Capital expenditures totaled $103.7 million for the six-month period ended March 28, 2009, including the completion of three new stores, two replacement stores, one remodeled store, and the construction of nine fuel centers. Capital expenditures also included the costs of upgrading and replacing store equipment, technology investments, capital expenditures related to the Company’s distribution operation and its milk processing plant, and expenditures for stores to open later in fiscal 2009 and in fiscal 2008.

Ingles’ capital expenditure plans for all of fiscal 2009 include investments of approximately $150 million. A significant portion of capital expenditures for the first half of 2009 were for the completion of store development projects begun in the previous fiscal year. The timing and extent of current year development projects will be influenced by Company financial performance, overall economic conditions and the availability of financing. At the present time, for the remainder of fiscal year 2009 the Company intends to open four new, replacement or remodeled stores and add approximately four new fuel stations at either new or existing stores. These projects were started in the previous fiscal year. Expenditures will also include investments in stores expected to open in fiscal 2010 as well as technology improvements, upgrading and replacing existing store, warehouse and transportation equipment and improvements to the Company’s milk processing plant.

The Company expects that its net annual capital expenditures will be in the range of approximately $150 to $200 million going forward in order to maintain a modern store base. Planned expenditures for any given future fiscal year will be influenced by Company financial performance, overall economic conditions and the availability of financing, which is currently limited. In general, the Company is increasing the average size of stores being built, which could affect both the number of projects pursued at any given time and the cost of these projects. The number of projects may also fluctuate due to the varying costs of the types of projects pursued and the availability of suitable financing. The Company makes decisions on the allocation of capital expenditure dollars based on many factors, including the competitive environment, other Company capital initiatives and its financial condition.

The Company does not generally enter into commitments for capital expenditures other than on a store-by-store basis at the time it begins construction on a new store or begins a major or minor remodeling project. The Company generally engages in major remodeling and new store development in no more than three or four locations at a time. Construction commitments at March 28, 2009 totaled $12.9 million.

Liquidity

The Company generated net cash from operations of $49.6 million for the six months ended March 28, 2009 compared to $38.5 million for the comparable 2008 period. Most of the change is attributable to increased non-cash depreciation and a decrease in certain current assets.

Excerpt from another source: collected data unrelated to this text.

//! Example: act as an instrumented sender.
//!
//! Usage:
//!
//! ```bash
//! # Run the tap
//! cargo run -p tap-server --bin recv-tap
//!
//! # In another terminal, send 5 tracked request/response pairs
//! cargo run -p tap-server --example send_markers -- 5
//! ```
//!
//! For every transaction it sends a start marker, an ordinary payload,
//! and an end marker, each as its own length-prefixed frame.

use std::env;
use std::error::Error;
use std::time::Duration;

use tap_core::Phase;
use tap_protocol::{encode_end_marker, encode_start_marker, Marker};
use tokio::io::AsyncWriteExt;
use tokio::net::TcpStream;

#[tokio::main]
async fn main() -> Result<(), Box<dyn Error>> {
    let count: u64 = env::args()
        .nth(1)
        .map(|s| s.parse::<u64>())
        .transpose()?
        .unwrap_or(3);
    let addr = env::var("TAP_CLIENT_ADDR").unwrap_or_else(|_| "127.0.0.1:9100".to_string());

    println!("Connecting to {}", addr);
    let mut stream = TcpStream::connect(&addr).await?;
    println!("Connected.");

    for key in 1..=count {
        let payload = format!("request body #{key}");

        let start = Marker {
            phase: Phase::Start,
            is_request: true,
            is_push: false,
            sender: 1,
            receiver: 2,
            correlation_key: key,
        };
        let mut frame = Vec::with_capacity(64);
        encode_start_marker(&start, payload.len() as i32, &mut frame)?;
        send_frame(&mut stream, &frame).await?;

        send_frame(&mut stream, payload.as_bytes()).await?;
        tokio::time::sleep(Duration::from_millis(5)).await;

        let end = Marker { phase: Phase::End, ..start };
        frame.clear();
        encode_end_marker(&end, &mut frame)?;
        send_frame(&mut stream, &frame).await?;

        println!("--> sent transaction {}", key);
    }

    stream.flush().await?;
    Ok(())
}

async fn send_frame(stream: &mut TcpStream, payload: &[u8]) -> Result<(), Box<dyn Error>> {
    let len = payload.len() as u32;
    stream.write_all(&len.to_be_bytes()).await?;
    stream.write_all(payload).await?;
    Ok(())
}
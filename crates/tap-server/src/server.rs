//! TCP listener and top-level server wiring.
//!
//! This module:
//! - Listens on the configured address/port.
//! - Accepts new TCP connections, up to `max_clients` at a time.
//! - Assigns each connection a `ClientId`.
//! - Spawns a per-connection task that scans every frame for markers.
//!
//! All connections share one `EventSink`.

use std::sync::atomic::{AtomicU64, AtomicUsize, Ordering};
use std::sync::Arc;

use anyhow::{Context, Result};
use tap_sink::EventSink;
use tokio::net::TcpListener;
use tracing::{debug, info, warn};

use crate::client;
use crate::config::Config;
use crate::types::ClientId;

/// Global-ish counter for assigning unique `ClientId`s.
static NEXT_CLIENT_ID: AtomicU64 = AtomicU64::new(1);

fn next_client_id() -> ClientId {
    let id = NEXT_CLIENT_ID.fetch_add(1, Ordering::Relaxed);
    ClientId(id)
}

/// Bind the configured address and serve until the listener fails.
pub async fn run(config: Config, sink: Arc<EventSink>) -> Result<()> {
    let addr = config.socket_addr_string();
    let listener = TcpListener::bind(&addr)
        .await
        .with_context(|| format!("cannot listen on {addr}"))?;
    info!(%addr, policy = %config.policy, "listening");

    serve(listener, config, sink).await
}

/// Accept loop over an already-bound listener.
pub async fn serve(listener: TcpListener, config: Config, sink: Arc<EventSink>) -> Result<()> {
    let active = Arc::new(AtomicUsize::new(0));

    loop {
        let (stream, peer_addr) = listener.accept().await?;

        if active.load(Ordering::Relaxed) >= config.max_clients {
            warn!(
                %peer_addr,
                max_clients = config.max_clients,
                "rejecting connection: max_clients reached"
            );
            // Just drop the stream; peer will see the connection closed.
            continue;
        }

        if let Err(e) = stream.set_nodelay(true) {
            debug!(%peer_addr, error = %e, "set_nodelay failed");
        }

        let client_id = next_client_id();
        active.fetch_add(1, Ordering::Relaxed);
        info!(client = client_id.0, %peer_addr, "accepted connection");

        let sink = sink.clone();
        let active = active.clone();
        let policy = config.policy;
        let max_frame_len = config.max_frame_len;

        tokio::spawn(async move {
            match client::run_client(client_id, stream, sink, policy, max_frame_len).await {
                Ok(stats) => info!(
                    client = client_id.0,
                    frames = stats.frames,
                    markers = stats.markers,
                    bytes = stats.bytes,
                    "client disconnected"
                ),
                Err(e) => warn!(client = client_id.0, error = %e, "client error"),
            }
            active.fetch_sub(1, Ordering::Relaxed);
        });
    }
}
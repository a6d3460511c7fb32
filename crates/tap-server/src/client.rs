//! Per-connection frame reader.
//!
//! Framing: every frame is a big-endian `u32` length followed by that many
//! payload bytes. Each payload is one transport message and is handed,
//! borrowed, to the marker pipeline.
//!
//! The frame buffer only grows as payload bytes arrive, so a length prefix
//! alone never reserves `max_frame_len`.

use std::io::ErrorKind;
use std::sync::Arc;

use anyhow::{bail, Result};
use bytes::{BufMut, BytesMut};
use tap_protocol::ScanPolicy;
use tap_sink::{try_log_marker_with, EventSink};
use tokio::io::{AsyncRead, AsyncReadExt};
use tokio::net::TcpStream;
use tracing::trace;

use crate::types::{ClientId, ClientStats};

/// Upper bound on how much the frame buffer grows per read.
const READ_CHUNK: usize = 64 * 1024;

/// Run the read loop for a single connection until the peer closes it.
pub async fn run_client(
    client_id: ClientId,
    mut stream: TcpStream,
    sink: Arc<EventSink>,
    policy: ScanPolicy,
    max_frame_len: usize,
) -> Result<ClientStats> {
    let mut stats = ClientStats::default();
    let mut frame = BytesMut::with_capacity(4096);

    loop {
        // Read length prefix (u32 BE)
        let frame_len = match stream.read_u32().await {
            Ok(len) => len as usize,
            Err(e) if e.kind() == ErrorKind::UnexpectedEof => break,
            Err(e) => return Err(e.into()),
        };

        if frame_len > max_frame_len {
            bail!(
                "client {} sent a {} byte frame (limit {})",
                client_id.0,
                frame_len,
                max_frame_len
            );
        }

        read_frame(&mut stream, &mut frame, frame_len).await?;

        stats.frames += 1;
        stats.bytes += frame_len as u64;

        if try_log_marker_with(&sink, policy, &frame) {
            stats.markers += 1;
            trace!(client = client_id.0, len = frame_len, "marker frame");
        }
    }

    Ok(stats)
}

/// Replace `frame` with exactly `len` bytes from `reader`.
async fn read_frame<R>(reader: &mut R, frame: &mut BytesMut, len: usize) -> Result<()>
where
    R: AsyncRead + Unpin,
{
    frame.clear();
    while frame.len() < len {
        let want = len - frame.len();
        frame.reserve(want.min(READ_CHUNK));
        let n = reader.read_buf(&mut (&mut *frame).limit(want)).await?;
        if n == 0 {
            bail!("connection closed after {} of {} frame bytes", frame.len(), len);
        }
    }
    Ok(())
}
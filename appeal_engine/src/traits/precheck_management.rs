use chrono::{DateTime, Utc};

use crate::{
    db_types::{NewPrecheck, NewProperty, Precheck, PrecheckId, Property, PropertyId, RulePack},
    traits::StoreError,
};

/// Storage for properties, prechecks and rule packs.
#[allow(async_fn_in_trait)]
pub trait PrecheckManagement {
    /// Returns the property with the same place identifier, creating it if it does not exist yet. Concurrent callers
    /// for the same place identifier all receive the same row.
    async fn fetch_or_create_property(&self, property: NewProperty) -> Result<Property, StoreError>;

    async fn fetch_property(&self, id: &PropertyId) -> Result<Option<Property>, StoreError>;

    /// The published rule pack with the highest version, if there is one.
    async fn fetch_active_rule_pack(&self) -> Result<Option<RulePack>, StoreError>;

    /// The most recent precheck by `user_id` for the property with `place_id`, created in `[since, until)`.
    async fn fetch_cached_precheck(
        &self,
        user_id: &str,
        place_id: &str,
        since: DateTime<Utc>,
        until: DateTime<Utc>,
    ) -> Result<Option<Precheck>, StoreError>;

    /// The number of prechecks `user_id` created in `[since, until)`.
    async fn count_prechecks_for_user(
        &self,
        user_id: &str,
        since: DateTime<Utc>,
        until: DateTime<Utc>,
    ) -> Result<i64, StoreError>;

    async fn insert_precheck(&self, precheck: NewPrecheck) -> Result<Precheck, StoreError>;

    async fn fetch_precheck(&self, id: &PrecheckId) -> Result<Option<Precheck>, StoreError>;
}
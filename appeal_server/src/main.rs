use appeal_server::{cli::handle_command_line_args, config::ServerConfig, server::run_server};
use dotenvy::dotenv;
use log::info;

#[actix_web::main]
async fn main() {
    dotenv().ok();
    env_logger::init();
    if handle_command_line_args() {
        return;
    }
    let config = ServerConfig::from_env_or_default();

    info!("🚀️ Starting server on {}:{}", config.host, config.port);
    match run_server(config).await {
        Ok(_) => println!("Bye!"),
        Err(e) => eprintln!("{e}"),
    }
}
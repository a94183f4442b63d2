use std::{env, env::VarError};

/// There's no real CLI for the server, so just do quick 'n dirty
pub fn handle_command_line_args() -> bool {
    let has_cli_args = env::args().count() > 1;
    if has_cli_args {
        // We don't expect any CLI args, so always print the help
        display_readme();
        display_envs();
    }
    has_cli_args
}

fn display_readme() {
    const README: &str = include_str!("./cli-help.txt");
    println!("\n{README}\n");
}

fn display_envs() {
    // Be explicit about which envars to print, so as to avoid accidentally exposing secrets
    const DISPLAY_ENVS: [&str; 16] = [
        "RUST_LOG",
        "APPEAL_HOST",
        "APPEAL_PORT",
        "APPEAL_DATABASE_URL",
        "APPEAL_USE_X_FORWARDED_FOR",
        "APPEAL_USE_FORWARDED",
        "APPEAL_CIVIL_TIMEZONE",
        "APPEAL_RETRY_SWEEP_INTERVAL",
        "APPEAL_SITE_URL",
        "APPEAL_PAYMENT_API_URL",
        "APPEAL_PAYMENT_SIGNATURE_CHECKS",
        "APPEAL_RENDERER_URL",
        "APPEAL_RENDERER_TIMEOUT",
        "APPEAL_RENTCAST_BASE_URL",
        "APPEAL_ATTOM_BASE_URL",
        "APPEAL_PROPAPIS_BASE_URL",
    ];

    println!("Current environment values (EXCLUDING variables that contain secrets):");
    DISPLAY_ENVS.iter().for_each(|&name| {
        let val = match env::var(name) {
            Ok(s) => s,
            Err(VarError::NotPresent) => "Not set".into(),
            Err(VarError::NotUnicode(s)) => format!("Invalid value: {}", s.to_string_lossy()),
        };
        println!("  {name:<35} {val:<15}");
    })
}
use std::sync::OnceLock;

use regex::Regex;

fn email_regex() -> Option<&'static Regex> {
    static EMAIL: OnceLock<Option<Regex>> = OnceLock::new();
    EMAIL.get_or_init(|| Regex::new(r"^[^\s@]+@[^\s@]+\.[^\s@]+$").ok()).as_ref()
}

/// A deliberately loose check: something, an `@`, a domain with at least one dot, and no whitespace.
pub fn is_valid_email(email: &str) -> bool {
    email_regex().map(|re| re.is_match(email.trim())).unwrap_or(false)
}

/// Rate limiting treats a missing, blank or `unknown` client address as "no address".
pub fn normalize_ip(ip: Option<&str>) -> Option<&str> {
    ip.map(str::trim).filter(|ip| !ip.is_empty() && !ip.eq_ignore_ascii_case("unknown"))
}
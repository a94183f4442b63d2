//! `SqliteDatabase` is a concrete implementation of an appeal engine backend.
//!
//! Unsurprisingly, it uses SQLite as the backend and implements all the traits defined in the [`crate::traits`]
//! module. Each trait method borrows one connection from the pool and delegates to the functions in [`super::db`].
use std::fmt::Debug;

use chrono::{DateTime, Utc};
use log::*;
use sqlx::{migrate::MigrateError, SqlitePool};

use super::db::{audit, db_url, leads, new_pool, orders, prechecks, properties, reports, rule_packs, system_config};
use crate::{
    db_types::{
        AuditEntityType,
        AuditEvent,
        Lead,
        LeadId,
        NewAuditEvent,
        NewLead,
        NewOrder,
        NewPrecheck,
        NewProperty,
        Order,
        OrderId,
        OrderStatusType,
        Precheck,
        PrecheckId,
        Property,
        PropertyId,
        Report,
        ReportId,
        RulePack,
        SystemConfigEntry,
    },
    snapshot::ReportSnapshot,
    traits::{
        AuditLog,
        LeadManagement,
        OrderManagement,
        PrecheckManagement,
        ReportManagement,
        StoreError,
        SystemConfigStore,
    },
};

#[derive(Clone)]
pub struct SqliteDatabase {
    url: String,
    pool: SqlitePool,
}

impl Debug for SqliteDatabase {
    fn fmt(&self, f: &mut std::fmt::Formatter<'_>) -> std::fmt::Result {
        writeln!(f, "SqliteDatabase ({:?})", self.pool)
    }
}

impl PrecheckManagement for SqliteDatabase {
    async fn fetch_or_create_property(&self, property: NewProperty) -> Result<Property, StoreError> {
        let mut conn = self.pool.acquire().await?;
        let property = properties::fetch_or_create(property, &mut conn).await?;
        Ok(property)
    }

    async fn fetch_property(&self, id: &PropertyId) -> Result<Option<Property>, StoreError> {
        let mut conn = self.pool.acquire().await?;
        let property = properties::fetch_by_id(id, &mut conn).await?;
        Ok(property)
    }

    async fn fetch_active_rule_pack(&self) -> Result<Option<RulePack>, StoreError> {
        let mut conn = self.pool.acquire().await?;
        let pack = rule_packs::fetch_active(&mut conn).await?;
        Ok(pack)
    }

    async fn fetch_cached_precheck(
        &self,
        user_id: &str,
        place_id: &str,
        since: DateTime<Utc>,
        until: DateTime<Utc>,
    ) -> Result<Option<Precheck>, StoreError> {
        let mut conn = self.pool.acquire().await?;
        let precheck = prechecks::fetch_latest_for_place(user_id, place_id, since, until, &mut conn).await?;
        Ok(precheck)
    }

    async fn count_prechecks_for_user(
        &self,
        user_id: &str,
        since: DateTime<Utc>,
        until: DateTime<Utc>,
    ) -> Result<i64, StoreError> {
        let mut conn = self.pool.acquire().await?;
        let count = prechecks::count_for_user(user_id, since, until, &mut conn).await?;
        Ok(count)
    }

    async fn insert_precheck(&self, precheck: NewPrecheck) -> Result<Precheck, StoreError> {
        let mut conn = self.pool.acquire().await?;
        let precheck = prechecks::insert(precheck, &mut conn).await?;
        Ok(precheck)
    }

    async fn fetch_precheck(&self, id: &PrecheckId) -> Result<Option<Precheck>, StoreError> {
        let mut conn = self.pool.acquire().await?;
        let precheck = prechecks::fetch_by_id(id, &mut conn).await?;
        Ok(precheck)
    }
}

impl OrderManagement for SqliteDatabase {
    async fn insert_order(&self, order: NewOrder) -> Result<Order, StoreError> {
        let mut conn = self.pool.acquire().await?;
        let order = orders::insert(order, &mut conn).await?;
        Ok(order)
    }

    async fn fetch_order(&self, id: &OrderId) -> Result<Option<Order>, StoreError> {
        let mut conn = self.pool.acquire().await?;
        let order = orders::fetch_by_id(id, &mut conn).await?;
        Ok(order)
    }

    async fn fetch_order_by_payment_ref(&self, payment_ref: &str) -> Result<Option<Order>, StoreError> {
        let mut conn = self.pool.acquire().await?;
        let order = orders::fetch_by_payment_ref(payment_ref, &mut conn).await?;
        Ok(order)
    }

    async fn transition_order(
        &self,
        id: &OrderId,
        from: OrderStatusType,
        to: OrderStatusType,
    ) -> Result<Option<Order>, StoreError> {
        let mut conn = self.pool.acquire().await?;
        let order = orders::update_status(id, from, to, &mut conn).await?;
        Ok(order)
    }

    async fn attach_payment_ref(&self, id: &OrderId, payment_ref: &str) -> Result<Option<Order>, StoreError> {
        let mut conn = self.pool.acquire().await?;
        let order = orders::attach_payment_ref(id, payment_ref, &mut conn).await?;
        Ok(order)
    }

    async fn try_lock_order(
        &self,
        id: &OrderId,
        token: &str,
        now: DateTime<Utc>,
        until: DateTime<Utc>,
    ) -> Result<bool, StoreError> {
        let mut conn = self.pool.acquire().await?;
        let locked = orders::try_lock(id, token, now, until, &mut conn).await?;
        Ok(locked)
    }

    async fn release_order_lock(&self, id: &OrderId, token: &str) -> Result<(), StoreError> {
        let mut conn = self.pool.acquire().await?;
        orders::release_lock(id, token, &mut conn).await?;
        Ok(())
    }
}

impl ReportManagement for SqliteDatabase {
    async fn fetch_or_create_report(&self, order: &Order) -> Result<Report, StoreError> {
        let mut conn = self.pool.acquire().await?;
        let report = reports::fetch_or_create(order, &mut conn).await?;
        Ok(report)
    }

    async fn fetch_report(&self, id: &ReportId) -> Result<Option<Report>, StoreError> {
        let mut conn = self.pool.acquire().await?;
        let report = reports::fetch_by_id(id, &mut conn).await?;
        Ok(report)
    }

    async fn fetch_report_for_order(&self, order_id: &OrderId) -> Result<Option<Report>, StoreError> {
        let mut conn = self.pool.acquire().await?;
        let report = reports::fetch_for_order(order_id, &mut conn).await?;
        Ok(report)
    }

    async fn increment_report_attempt(&self, id: &ReportId, at: DateTime<Utc>) -> Result<Report, StoreError> {
        let mut conn = self.pool.acquire().await?;
        let report = reports::increment_attempt(id, at, &mut conn).await?;
        Ok(report)
    }

    async fn save_report_snapshot(&self, id: &ReportId, snapshot: &ReportSnapshot) -> Result<(), StoreError> {
        let mut conn = self.pool.acquire().await?;
        reports::save_snapshot(id, snapshot, &mut conn).await?;
        Ok(())
    }

    async fn save_report_artifact(
        &self,
        id: &ReportId,
        pdf_url: &str,
        generated_at: DateTime<Utc>,
    ) -> Result<Report, StoreError> {
        let mut conn = self.pool.acquire().await?;
        let report = reports::save_artifact(id, pdf_url, generated_at, &mut conn).await?;
        Ok(report)
    }

    async fn record_report_error(&self, id: &ReportId, message: &str) -> Result<(), StoreError> {
        let mut conn = self.pool.acquire().await?;
        reports::record_error(id, message, &mut conn).await?;
        Ok(())
    }

    async fn fetch_auto_retry_candidates(&self, max_attempts: i64) -> Result<Vec<Report>, StoreError> {
        let mut conn = self.pool.acquire().await?;
        let reports = reports::fetch_failed_below_attempts(max_attempts, &mut conn).await?;
        Ok(reports)
    }
}

impl AuditLog for SqliteDatabase {
    async fn insert_audit_event(&self, event: NewAuditEvent) -> Result<AuditEvent, StoreError> {
        let mut conn = self.pool.acquire().await?;
        let event = audit::insert(event, &mut conn).await?;
        Ok(event)
    }

    async fn count_audit_events_for_ip(
        &self,
        ip: &str,
        since: DateTime<Utc>,
        until: DateTime<Utc>,
    ) -> Result<i64, StoreError> {
        let mut conn = self.pool.acquire().await?;
        let count = audit::count_for_ip(ip, since, until, &mut conn).await?;
        Ok(count)
    }

    async fn fetch_audit_events_for_entity(
        &self,
        entity_type: AuditEntityType,
        entity_id: &str,
    ) -> Result<Vec<AuditEvent>, StoreError> {
        let mut conn = self.pool.acquire().await?;
        let events = audit::fetch_for_entity(entity_type, entity_id, &mut conn).await?;
        Ok(events)
    }
}

impl SystemConfigStore for SqliteDatabase {
    async fn fetch_system_config_entries(&self) -> Result<Vec<SystemConfigEntry>, StoreError> {
        let mut conn = self.pool.acquire().await?;
        let entries = system_config::fetch_all(&mut conn).await?;
        Ok(entries)
    }

    async fn upsert_system_config(&self, key: &str, value: &str) -> Result<(), StoreError> {
        let mut conn = self.pool.acquire().await?;
        system_config::upsert(key, value, &mut conn).await?;
        Ok(())
    }
}

impl LeadManagement for SqliteDatabase {
    async fn insert_lead(&self, lead: NewLead) -> Result<Lead, StoreError> {
        let mut conn = self.pool.acquire().await?;
        let lead = leads::insert(lead, &mut conn).await?;
        Ok(lead)
    }

    async fn fetch_lead(&self, id: &LeadId) -> Result<Option<Lead>, StoreError> {
        let mut conn = self.pool.acquire().await?;
        let lead = leads::fetch_by_id(id, &mut conn).await?;
        Ok(lead)
    }

    async fn confirm_lead(&self, id: &LeadId) -> Result<Option<Lead>, StoreError> {
        let mut conn = self.pool.acquire().await?;
        let lead = leads::confirm(id, &mut conn).await?;
        Ok(lead)
    }
}

impl SqliteDatabase {
    /// Creates a new database API object using the URL from the environment.
    pub async fn new(max_connections: u32) -> Result<Self, sqlx::Error> {
        let url = db_url();
        SqliteDatabase::new_with_url(url.as_str(), max_connections).await
    }

    pub async fn new_with_url(url: &str, max_connections: u32) -> Result<Self, sqlx::Error> {
        trace!("🗃️ Creating new database connection pool with url {url}");
        let pool = new_pool(url, max_connections).await?;
        let url = url.to_string();
        Ok(Self { url, pool })
    }

    /// Applies any outstanding schema migrations.
    pub async fn migrate(&self) -> Result<(), MigrateError> {
        sqlx::migrate!("./src/sqlite/migrations").run(&self.pool).await?;
        info!("🗃️ Database migrations are up to date");
        Ok(())
    }

    pub fn url(&self) -> &str {
        self.url.as_str()
    }

    /// Returns a reference to the database connection pool.
    pub fn pool(&self) -> &SqlitePool {
        &self.pool
    }

    pub async fn close(&self) {
        self.pool.close().await;
    }
}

Cash used by investing activities for the six-month period ended March 28, 2009 totaled $102.6 million, comprised primarily of $103.7 million of capital expenditures during the period, partially offset by $1.1 million of proceeds from the sale of assets.

Cash provided by financing activities during the six-month period ended March 28, 2009 totaled $53.4 million. During this period, proceeds from line of credit and new secured borrowings totaled $86.9 million. Cash used by financing activities during this period included principal payments on long-term debt of $25.8 million and dividend payments of $7.7 million.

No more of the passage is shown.